A recent decision in the Local Court of NSW has highlighted the availability of the defence of honest and reasonable mistake of fact against charges of driving with the presence of an illicit substance – or ‘drug driving’.
Nicole Spackman was pulled over for a roadside ‘lick test’ which registered a positive reading. She was then subjected to a secondary test which confirmed the presence of THC – the active in ingredient in cannabis – in her bloodstream.
The presence of the substance was confirmed when her saliva sample was sent for laboratory testing, and Ms Spackman was issued with a court attendance notice for drug driving.
She pleaded not guilty to the offence, and it ultimately reached a defended hearing during which she testified that she had not smoked cannabis for weeks but had been taking care of a terminally ill neighbour who had been smoking the plant to alleviate her symptoms.
His Honour Magistrate Heilpern accepted that the defendant’s evidence raised the defence of honest and reasonable mistake, rejecting unbacked submissions by prosecutors that passive smoking could not lead to a positive reading.
The magistrate dismissed the charge accordingly.
The defence of honest and reasonable mistake
The defence is available in ‘strict liability’ cases, which are those for which the prosecution does not need to prove a mental fault element such as negligence, recklessness or intent.
In these cases, the charge must be dismissed if the defendant establishes on the ‘balance of probabilities’ an honest belief on reasonable grounds that he or she was mistaken about a fact that is essential to establishing the offence.
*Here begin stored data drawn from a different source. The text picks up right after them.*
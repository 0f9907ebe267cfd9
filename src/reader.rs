//! Read-only queries against the seeded collections.
//!
//! Every operation runs under the store's per-operation timeout. Multi-record
//! scans skip documents that fail to decode (logged); single lookups surface
//! decode failures as errors since the record is the whole response.

use serde::de::DeserializeOwned;
use sqlx::Row;
use std::future::Future;
use std::sync::Arc;
use std::time::Duration;

use crate::db::Storage;
use crate::error::StoreError;
use crate::models::Collection;

#[derive(Clone)]
pub struct EntityReader {
    storage: Arc<Storage>,
    timeout: Duration,
}

impl EntityReader {
    pub fn new(storage: Arc<Storage>) -> Self {
        let timeout = storage.timeout();
        Self { storage, timeout }
    }

    async fn bounded<T, F>(
        &self,
        operation: &'static str,
        collection: Collection,
        fut: F,
    ) -> Result<T, StoreError>
    where
        F: Future<Output = Result<T, StoreError>>,
    {
        match tokio::time::timeout(self.timeout, fut).await {
            Ok(result) => result,
            Err(_) => Err(StoreError::Timeout {
                operation,
                collection: collection.name(),
                elapsed: self.timeout,
            }),
        }
    }

    /// Exact-match lookup on `id`. `Ok(None)` when absent.
    pub async fn find_by_id<T: DeserializeOwned>(
        &self,
        collection: Collection,
        id: &str,
    ) -> Result<Option<T>, StoreError> {
        self.bounded("find_by_id", collection, async {
            let pool = self.storage.acquire().await?;
            let body: Option<String> = sqlx::query_scalar(&format!(
                r#"SELECT body FROM "{}" WHERE id = ?"#,
                collection.name()
            ))
            .bind(id)
            .fetch_optional(pool)
            .await?;

            body.map(|body| {
                serde_json::from_str(&body).map_err(|source| StoreError::Decode {
                    collection: collection.name(),
                    id: id.to_string(),
                    source,
                })
            })
            .transpose()
        })
        .await
    }

    /// Every document in natural storage order.
    pub async fn find_all<T: DeserializeOwned>(
        &self,
        collection: Collection,
    ) -> Result<Vec<T>, StoreError> {
        self.bounded("find_all", collection, async {
            let pool = self.storage.acquire().await?;
            let rows = sqlx::query(&format!(
                r#"SELECT id, body FROM "{}" ORDER BY rowid"#,
                collection.name()
            ))
            .fetch_all(pool)
            .await?;
            Ok::<_, StoreError>(decode_rows(collection, rows))
        })
        .await
    }

    /// Documents whose reference field equals `value`.
    ///
    /// `field_path` is either a top-level field (`"company"`) or
    /// `"<array>.<key>"` (`"software.id"`), matching documents whose array
    /// holds at least one element with `key == value`.
    pub async fn find_referencing<T: DeserializeOwned>(
        &self,
        collection: Collection,
        field_path: &str,
        value: &str,
    ) -> Result<Vec<T>, StoreError> {
        let filter = reference_filter(field_path)?;
        self.bounded("find_referencing", collection, async {
            let pool = self.storage.acquire().await?;
            let table = collection.name();
            let sql = match &filter {
                ReferenceFilter::Field(path) => format!(
                    r#"SELECT id, body FROM "{table}" WHERE json_extract(body, '{path}') = ? ORDER BY rowid"#
                ),
                ReferenceFilter::Element { array, key } => format!(
                    r#"SELECT id, body FROM "{table}" AS doc
                       WHERE EXISTS (
                           SELECT 1 FROM json_each(doc.body, '{array}') AS r
                           WHERE json_extract(r.value, '{key}') = ?
                       )
                       ORDER BY doc.rowid"#
                ),
            };
            let rows = sqlx::query(&sql).bind(value).fetch_all(pool).await?;
            Ok::<_, StoreError>(decode_rows(collection, rows))
        })
        .await
    }

    /// Every identifier in natural storage order.
    pub async fn list_ids(&self, collection: Collection) -> Result<Vec<String>, StoreError> {
        self.bounded("list_ids", collection, async {
            let pool = self.storage.acquire().await?;
            let ids = sqlx::query_scalar(&format!(
                r#"SELECT id FROM "{}" ORDER BY rowid"#,
                collection.name()
            ))
            .fetch_all(pool)
            .await?;
            Ok::<_, StoreError>(ids)
        })
        .await
    }
}

fn decode_rows<T: DeserializeOwned>(
    collection: Collection,
    rows: Vec<sqlx::sqlite::SqliteRow>,
) -> Vec<T> {
    rows.into_iter()
        .filter_map(|row| {
            let id: String = row.get("id");
            let body: String = row.get("body");
            match serde_json::from_str(&body) {
                Ok(doc) => Some(doc),
                Err(e) => {
                    tracing::warn!(%collection, %id, error = %e, "could not decode document, skipping");
                    None
                }
            }
        })
        .collect()
}

#[derive(Debug, PartialEq, Eq)]
enum ReferenceFilter {
    Field(String),
    Element { array: String, key: String },
}

fn reference_filter(field_path: &str) -> Result<ReferenceFilter, StoreError> {
    let valid = !field_path.is_empty()
        && field_path.split('.').all(|segment| {
            !segment.is_empty() && segment.chars().all(|c| c.is_ascii_alphanumeric() || c == '_')
        });
    if !valid {
        return Err(StoreError::InvalidFieldPath(field_path.to_string()));
    }

    Ok(match field_path.split_once('.') {
        None => ReferenceFilter::Field(format!("$.{}", field_path)),
        Some((array, key)) => ReferenceFilter::Element {
            array: format!("$.{}", array),
            key: format!("$.{}", key),
        },
    })
}
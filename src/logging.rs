use anyhow::Result;
use tracing::Level;
use tracing_subscriber::EnvFilter;

/// Installs the global tracing subscriber. `RUST_LOG` overrides the level.
pub fn init_logging(verbose: bool) -> Result<()> {
    let rust_log = std::env::var(EnvFilter::DEFAULT_ENV).ok();
    let filter = build_filter(verbose, rust_log.as_deref())?;

    tracing_subscriber::fmt()
        .with_env_filter(filter)
        .with_target(false)
        .compact()
        .try_init()
        .map_err(|e| anyhow::anyhow!("could not install log subscriber: {}", e))?;

    Ok(())
}

/// sqlx is muted to WARN unless `RUST_LOG` is set, in which case the
/// environment decides every level.
fn build_filter(verbose: bool, rust_log: Option<&str>) -> Result<EnvFilter> {
    let level = if verbose { Level::DEBUG } else { Level::INFO };
    let builder = EnvFilter::builder().with_default_directive(level.into());

    match rust_log.filter(|spec| !spec.trim().is_empty()) {
        Some(spec) => Ok(builder.parse_lossy(spec)),
        None => Ok(builder.parse_lossy("").add_directive("sqlx=warn".parse()?)),
    }
}
/// Reads and validates a seed file. JSON arrays for every collection; CSV
/// with a header row for projects.
pub fn read_source(path: &Path, collection: Collection) -> Result<Vec<SeedRecord>> {
    let is_csv = path
        .extension()
        .map(|ext| ext.eq_ignore_ascii_case("csv"))
        .unwrap_or(false);

    let documents = if is_csv {
        if collection != Collection::Projects {
            bail!(
                "CSV seed files are only supported for projects, not '{}'",
                collection
            );
        }
        read_projects_csv(path)?
    } else {
        read_json_array(path)?
    };

    documents
        .into_iter()
        .enumerate()
        .map(|(index, document)| {
            let id = collection.validate(&document).with_context(|| {
                format!(
                    "invalid record #{} in {} for '{}'",
                    index,
                    path.display(),
                    collection
                )
            })?;
            Ok(SeedRecord { id, document })
        })
        .collect()
}

fn read_json_array(path: &Path) -> Result<Vec<Value>> {
    let content = std::fs::read_to_string(path)
        .with_context(|| format!("could not read file: {}", path.display()))?;
    let documents: Vec<Value> = serde_json::from_str(&content)
        .with_context(|| format!("could not parse JSON array in {}", path.display()))?;
    Ok(documents)
}

/// Projects as delimited text: `name, description, year` per row.
fn read_projects_csv(path: &Path) -> Result<Vec<Value>> {
    let mut reader = csv::ReaderBuilder::new()
        .has_headers(true)
        .trim(csv::Trim::All)
        .from_path(path)
        .with_context(|| format!("could not read file: {}", path.display()))?;

    let mut documents = Vec::new();
    let mut names_by_slug: HashMap<String, String> = HashMap::new();
    for (index, row) in reader.records().enumerate() {
        let row = row.with_context(|| format!("malformed CSV row #{} in {}", index, path.display()))?;
        let (Some(name), Some(description), Some(year)) = (row.get(0), row.get(1), row.get(2))
        else {
            bail!(
                "CSV row #{} in {} needs name, description and year",
                index,
                path.display()
            );
        };

        let id = slugify(name);
        if id.is_empty() {
            bail!(
                "CSV row #{} in {}: name '{}' has no letters or digits to build an id from",
                index,
                path.display(),
                name
            );
        }
        if let Some(previous) = names_by_slug.insert(id.clone(), name.to_string()) {
            bail!(
                "CSV row #{} in {}: names '{}' and '{}' both map to id '{}'",
                index,
                path.display(),
                previous,
                name,
                id
            );
        }

        let mut doc = Map::new();
        doc.insert("id".to_string(), Value::String(id));
        doc.insert("name".to_string(), Value::String(name.to_string()));
        doc.insert("long".to_string(), Value::String(description.to_string()));
        doc.insert("short".to_string(), Value::String(description.to_string()));
        doc.insert("date".to_string(), Value::String(year.to_string()));
        documents.push(Value::Object(doc));
    }
    Ok(documents)
}

/// Lowercase ASCII alphanumerics joined by single dashes.
pub fn slugify(name: &str) -> String {
    let mut slug = String::with_capacity(name.len());
    for c in name.chars() {
        if c.is_ascii_alphanumeric() {
            slug.push(c.to_ascii_lowercase());
        } else if !slug.is_empty() && !slug.ends_with('-') {
            slug.push('-');
        }
    }
    while slug.ends_with('-') {
        slug.pop();
    }
    slug
}

async fn drop_staging(pool: &SqlitePool, collection: Collection) -> DropOutcome {
    let staging = collection.staging_name();
    let exists: Result<bool, sqlx::Error> =
        sqlx::query_scalar("SELECT COUNT(*) > 0 FROM sqlite_master WHERE type='table' AND name = ?")
            .bind(&staging)
            .fetch_one(pool)
            .await;

    match exists {
        Ok(false) => DropOutcome::Absent,
        Ok(true) => match sqlx::query(&format!(r#"DROP TABLE "{}""#, staging))
            .execute(pool)
            .await
        {
            Ok(_) => DropOutcome::Dropped,
            Err(e) => DropOutcome::Failed(e.to_string()),
        },
        Err(e) => DropOutcome::Failed(e.to_string()),
    }
}

async fn fill_staging(
    pool: &SqlitePool,
    collection: Collection,
    records: &[SeedRecord],
) -> Result<()> {
    let staging = collection.staging_name();
    create_table(pool, &staging).await?;

    let insert = format!(r#"INSERT INTO "{}" (id, body) VALUES (?, ?)"#, staging);
    let mut tx = pool.begin().await?;
    sqlx::query(&format!(r#"DELETE FROM "{}""#, staging))
        .execute(&mut *tx)
        .await?;
    for record in records {
        sqlx::query(&insert)
            .bind(&record.id)
            .bind(serde_json::to_string(&record.document)?)
            .execute(&mut *tx)
            .await
            .with_context(|| format!("could not insert '{}'", record.id))?;
    }
    tx.commit().await?;
    Ok(())
}

async fn swap_live(pool: &SqlitePool, collection: Collection) -> Result<()> {
    let mut tx = pool.begin().await?;
    sqlx::query(&format!(r#"DROP TABLE IF EXISTS "{}""#, collection.name()))
        .execute(&mut *tx)
        .await?;
    sqlx::query(&format!(
        r#"ALTER TABLE "{}" RENAME TO "{}""#,
        collection.staging_name(),
        collection.name()
    ))
    .execute(&mut *tx)
    .await?;
    tx.commit().await?;
    Ok(())
}
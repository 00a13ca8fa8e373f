//! Bucketed pre-aggregation and approximate range queries.
//!
//! A [`BucketIndex`] hashes every inserted point once and folds its value into
//! the value of its bucket. A query then evaluates the composable over the
//! buckets the scheme enumerates for the ball:
//!
//! ```text
//!     query(c, r) = ⊕ { value(b) : b ∈ A(c, r) }
//! ```
//!
//! which covers every point within r of c and nothing outside the scheme's
//! expanded ball.

use crate::composable::Composable;
use crate::error::Result;
use crate::hashing::{check_dimension, BucketId, HashingScheme};
use crate::metric::Point;
use std::collections::HashMap;

pub struct BucketIndex<S, C>
where
    S: HashingScheme,
    C: Composable,
{
    scheme: S,
    composable: C,
    bucket_values: HashMap<BucketId, C::Value>,
    num_points: usize,
}

impl<S, C> BucketIndex<S, C>
where
    S: HashingScheme,
    C: Composable,
{
    pub fn new(scheme: S, composable: C) -> Self {
        Self {
            scheme,
            composable,
            bucket_values: HashMap::new(),
            num_points: 0,
        }
    }

    /// Builds an index from `(point, value)` pairs.
    pub fn from_points<P, I>(scheme: S, composable: C, points: I) -> Result<Self>
    where
        P: Point,
        I: IntoIterator<Item = (P, C::Value)>,
    {
        let mut index = Self::new(scheme, composable);
        for (point, value) in points {
            index.insert(&point, value)?;
        }
        tracing::debug!(
            points = index.num_points,
            buckets = index.bucket_values.len(),
            "built bucket index"
        );
        Ok(index)
    }

    /// Folds `value` into the bucket of `point` and returns that bucket.
    pub fn insert<P: Point>(&mut self, point: &P, value: C::Value) -> Result<BucketId> {
        check_dimension(self.scheme.dimension(), point)?;
        let id = self.scheme.hash(point);
        let composable = &self.composable;
        let slot = self
            .bucket_values
            .entry(id)
            .or_insert_with(|| composable.identity());
        *slot = composable.compose(std::mem::replace(slot, composable.identity()), &value);
        self.num_points += 1;
        Ok(id)
    }

    /// Approximate aggregate over B(center, radius). Fails if the center has
    /// the wrong dimension or `radius` exceeds the scheme's construction radius.
    pub fn query<P: Point>(&self, center: &P, radius: f64) -> Result<C::Value> {
        self.scheme
            .checked_eval_ball(center, radius, &self.composable, &self.bucket_values)
    }

    pub fn scheme(&self) -> &S {
        &self.scheme
    }

    pub fn bucket_values(&self) -> &HashMap<BucketId, C::Value> {
        &self.bucket_values
    }

    pub fn bucket_value(&self, id: BucketId) -> Option<&C::Value> {
        self.bucket_values.get(&id)
    }

    pub fn num_buckets(&self) -> usize {
        self.bucket_values.len()
    }

    pub fn num_points(&self) -> usize {
        self.num_points
    }

    pub fn is_empty(&self) -> bool {
        self.num_points == 0
    }
}
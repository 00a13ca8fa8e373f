//! Error type shared by scheme construction, the factory and checked queries.

use thiserror::Error;

#[derive(Debug, Error, Clone, PartialEq)]
pub enum HashingError {
    #[error("Invalid argument: {0}")]
    InvalidArgument(String),
    #[error("Dimension mismatch: expected {expected}, found {found}")]
    DimensionMismatch { expected: usize, found: usize },
    #[error("Query radius {radius} exceeds construction radius {max_radius}")]
    RadiusExceeded { radius: f64, max_radius: f64 },
}

impl HashingError {
    pub fn invalid_argument(msg: impl ToString) -> Self {
        Self::InvalidArgument(msg.to_string())
    }
}

pub type Result<T> = std::result::Result<T, HashingError>;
In the context of drug driving, this means a driver must be found not guilty if it is established he or she was not aware of illicit substance being in their system.
The defence is potentially available where the driver can establish that he or she:
- Had not smoked cannabis for several days,
- Had been subjected to second-hand smoke only, or
- Had their meal or drinks spiked.
A requirement is that he or she was not only unaware of the presence of the substance, but that the belief was a reasonable one in all of the circumstances.
Not the first time
This is not the first time Magistrate Heilpern has dismissed a case after accepting a defence of honest and reasonable mistake.
On 23 June 2015, Northern Rivers region resident Joseph Carrall was pulled over by NSW police senior constable Chayne Foster for a random drug test.
The officer asked the driver whether he’d taken any illicit drugs within the last 48 hours, to which Mr Carrall replied, “I had a smoke over a week ago.”
Officer Foster took a sample of saliva, which tested positive for the presence of THC. Mr Carrall was then arrested and taken to the police station to be tested again. He remarked, “I thought I would be alright. It was over a week ago.”
At the station, Carrall’s second test showed traces of cannabis, while a third sample sent to the forensic unit tested positive as well.
Mr Carrall was in familiar territory. A month earlier, on 26 May, officer Foster had pulled him over and recorded a positive test then as well.
The defendant appeared in Lismore Local Court in January 2016 on two counts of drug driving.
He pleaded guilty to the first count but defended the second.
During the hearing, the driver testified that when he was arrested the first time, officer Foster advised him, “If you had waited a week, you would have been fine.”
The defendant added that he relied on this advice before driving again after having smoked cannabis. He gave evidence that the last time he had smoked cannabis was nine days prior to his second arrest.
Mr Carrall admitted that during the period between smoking and being pulled over, he had been at a house where a man had smoked a joint in another room. But he said he genuinely believed the episode of passive smoking would result in the drug being in his system, adding that he convinced he was fine to drive at the time of the second arrest.
Officer Foster testified that it was unlikely he told Mr Carrall to wait a week before driving after smoking marijuana, as this would encourage offending. However, he admitted that he could not remember for certain.
The officer further testified that he believed the MDT devices police use can detect cannabis in a person’s system for up to three to four days after they’ve used it. The officer also said, “Now you could be a smoker and not drive, or a driver and not smoke, and that was the effect of the new laws.”
Magistrate Heilpern found the defendant’s evidence on the witness stand to be “clear and unambiguous evidence”, accepting that he’d been advised to wait for a week, and that he had smoked the cannabis nine days prior to his arrest, and at no later time before being arrested.
His Honour pointed out that it was obvious from the reading speeches made by the ministers who introduced the original legislation into parliament that the law was designed to be used for drugs that were “active” in a person’s system, and would therefore impair their driving.
Prosecuting lawyer Mr Huxtable argued that Mr Carrall’s mistake could not be regarded as reasonable because all drivers should be aware that cannabis could potentially be in their system long after taking the substance.
His Honour disagreed, finding that the combination of the police officer’s previous advice and the evidence that Mr Carrall had smoked nine days earlier, and not thereafter, was sufficient to establish an honest and reasonable mistake.
“the defendant honestly believed that the cannabis was no longer present”, the Magistrate concluded, before finding the defendant not guilty of drug driving.